## Work to be completed
From the listing below, pull out all lines with "boxcolor" in them.

## Available data
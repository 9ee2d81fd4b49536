use std::path::Path;

/// 按字符宽度折行，超长单词强制截断
pub fn wrap_text(text: &str, width: usize) -> Vec<String> {
    let width = width.max(1);
    let mut lines = Vec::new();
    let mut current = String::new();
    let mut current_len = 0;

    for word in text.split_whitespace() {
        let mut chars: Vec<char> = word.chars().collect();

        while chars.len() > width {
            if current_len > 0 {
                lines.push(std::mem::take(&mut current));
                current_len = 0;
            }
            lines.push(chars.drain(..width).collect());
        }
        if chars.is_empty() {
            continue;
        }

        if current_len > 0 && current_len + 1 + chars.len() > width {
            lines.push(std::mem::take(&mut current));
            current_len = 0;
        }
        if current_len > 0 {
            current.push(' ');
            current_len += 1;
        }
        current.extend(chars.iter());
        current_len += chars.len();
    }

    if current_len > 0 {
        lines.push(current);
    }
    lines
}

/// 转义 FFmpeg 滤镜参数：先做选项级转义，再做滤镜图级转义
pub fn escape_filter_value(value: &str) -> String {
    let option_level = escape_chars(value, &['\\', '\'', ':']);
    escape_chars(&option_level, &['\\', '\'', '[', ']', ',', ';'])
}

fn escape_chars(value: &str, special: &[char]) -> String {
    let mut escaped = String::with_capacity(value.len());
    for c in value.chars() {
        if special.contains(&c) {
            escaped.push('\\');
        }
        escaped.push(c);
    }
    escaped
}

/// drawtext 滤镜：白字，半透明黑底，位于画面下方；字幕文本按原样绘制，不展开 `%{...}`
pub fn drawtext_filter(text_file: &Path, font_file: Option<&Path>, font_size: u32) -> String {
    let mut filter = format!(
        "drawtext=textfile={}:fontsize={}:fontcolor=white:line_spacing=10:x=(w-text_w)/2:y=h-text_h-h/8:box=1:boxcolor=black@0.5:boxborderw=20:expansion=none",
        escape_filter_value(&text_file.to_string_lossy()),
        font_size
    );
    if let Some(font) = font_file {
        filter.push_str(&format!(
            ":fontfile={}",
            escape_filter_value(&font.to_string_lossy())
        ));
    }
    filter
}

#[cfg(test)]
mod tests {
    use super::*;
    use rand::Rng;
    use std::path::PathBuf;

    #[test]
    fn test_wrap_basic() {
        let lines = wrap_text("The mystery of the deep ocean begins now.", 16);
        assert_eq!(lines, vec!["The mystery of", "the deep ocean", "begins now."]);
    }

    #[test]
    fn test_long_word_is_split() {
        let lines = wrap_text("a supercalifragilistic b", 5);
        assert_eq!(lines, vec!["a", "super", "calif", "ragil", "istic", "b"]);
    }

    #[test]
    fn test_empty_text() {
        assert!(wrap_text("   ", 10).is_empty());
    }

    #[test]
    fn test_no_line_exceeds_width() {
        let mut rng = rand::thread_rng();
        let alphabet: Vec<char> = "abcdefghij深海😀".chars().collect();
        for _ in 0..300 {
            let width = rng.gen_range(1..40);
            let words: Vec<String> = (0..rng.gen_range(0..30))
                .map(|_| {
                    (0..rng.gen_range(1..60))
                        .map(|_| alphabet[rng.gen_range(0..alphabet.len())])
                        .collect()
                })
                .collect();
            let text = words.join(" ");
            let lines = wrap_text(&text, width);
            assert!(lines.iter().all(|l| l.chars().count() <= width && !l.is_empty()));
            // 去掉空白后内容不丢失
            let original: String = text.split_whitespace().collect();
            let wrapped: String = lines.concat().split_whitespace().collect();
            assert_eq!(original, wrapped);
        }
    }

    #[test]
    fn test_escape_covers_both_levels() {
        assert_eq!(escape_filter_value("/tmp/plain/caption_01.txt"), "/tmp/plain/caption_01.txt");
        assert_eq!(escape_filter_value("a:b"), "a\\\\:b");
        assert_eq!(escape_filter_value("a,b"), "a\\,b");
        assert_eq!(escape_filter_value("C:\\fonts"), "C\\\\:\\\\\\\\fonts");
        assert_eq!(escape_filter_value("it's"), "it\\\\\\'s");
    }

    #[test]
    fn test_drawtext_escapes_paths() {
        let filter = drawtext_filter(
            &PathBuf::from("/tmp/a:b/caption_01.txt"),
            Some(&PathBuf::from("/fonts/Bold.ttf")),
            48,
        );
        assert!(filter.starts_with("drawtext=textfile=/tmp/a\\\\:b/caption_01.txt:"));
        assert!(filter.contains("boxcolor=black@0.5"));
        assert!(filter.ends_with(":fontfile=/fonts/Bold.ttf"));
    }

    #[test]
    fn test_caption_text_is_not_expanded() {
        let filter = drawtext_filter(&PathBuf::from("/tmp/caption_01.txt"), None, 48);
        assert!(filter.contains(":expansion=none"));
    }
}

## Task answer
        "drawtext=textfile={}:fontsize={}:fontcolor=white:line_spacing=10:x=(w-text_w)/2:y=h-text_h-h/8:box=1:boxcolor=black@0.5:boxborderw=20:expansion=none",
        assert!(filter.contains("boxcolor=black@0.5"));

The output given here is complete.